> Activity: Copy each line of the data exactly. Leave nothing out.

Dataset items:
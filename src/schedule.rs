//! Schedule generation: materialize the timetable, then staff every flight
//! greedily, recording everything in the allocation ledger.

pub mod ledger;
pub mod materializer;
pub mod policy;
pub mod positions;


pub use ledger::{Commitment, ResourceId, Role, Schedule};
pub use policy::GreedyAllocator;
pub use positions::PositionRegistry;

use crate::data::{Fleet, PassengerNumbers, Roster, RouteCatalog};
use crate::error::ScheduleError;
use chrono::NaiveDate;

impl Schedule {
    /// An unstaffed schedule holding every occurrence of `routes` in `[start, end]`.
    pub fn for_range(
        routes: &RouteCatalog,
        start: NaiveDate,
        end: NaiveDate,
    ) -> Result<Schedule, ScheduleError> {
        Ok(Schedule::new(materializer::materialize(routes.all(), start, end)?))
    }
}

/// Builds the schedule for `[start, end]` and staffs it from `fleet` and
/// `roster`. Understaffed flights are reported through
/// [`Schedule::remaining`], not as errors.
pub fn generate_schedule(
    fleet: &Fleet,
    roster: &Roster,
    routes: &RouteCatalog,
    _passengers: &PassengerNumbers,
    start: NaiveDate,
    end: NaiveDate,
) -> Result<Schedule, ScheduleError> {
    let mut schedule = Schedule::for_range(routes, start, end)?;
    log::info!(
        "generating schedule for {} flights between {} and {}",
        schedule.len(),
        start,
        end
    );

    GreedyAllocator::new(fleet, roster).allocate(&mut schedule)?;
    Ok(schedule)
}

> Your response:
filename src/schedule.rs
//! Schedule generation: materialize the timetable, then staff every flight
//! greedily, recording everything in the allocation ledger.

pub mod ledger;
pub mod materializer;
pub mod policy;
pub mod positions;


pub use ledger::{Commitment, ResourceId, Role, Schedule};
pub use policy::GreedyAllocator;
pub use positions::PositionRegistry;

use crate::data::{Fleet, PassengerNumbers, Roster, RouteCatalog};
use crate::error::ScheduleError;
use chrono::NaiveDate;

impl Schedule {
    /// An unstaffed schedule holding every occurrence of `routes` in `[start, end]`.
    pub fn for_range(
        routes: &RouteCatalog,
        start: NaiveDate,
        end: NaiveDate,
    ) -> Result<Schedule, ScheduleError> {
        Ok(Schedule::new(materializer::materialize(routes.all(), start, end)?))
    }
}

/// Builds the schedule for `[start, end]` and staffs it from `fleet` and
/// `roster`. Understaffed flights are reported through
/// [`Schedule::remaining`], not as errors.
pub fn generate_schedule(
    fleet: &Fleet,
    roster: &Roster,
    routes: &RouteCatalog,
    _passengers: &PassengerNumbers,
    start: NaiveDate,
    end: NaiveDate,
) -> Result<Schedule, ScheduleError> {
    let mut schedule = Schedule::for_range(routes, start, end)?;
    log::info!(
        "generating schedule for {} flights between {} and {}",
        schedule.len(),
        start,
        end
    );

    GreedyAllocator::new(fleet, roster).allocate(&mut schedule)?;
    Ok(schedule)
}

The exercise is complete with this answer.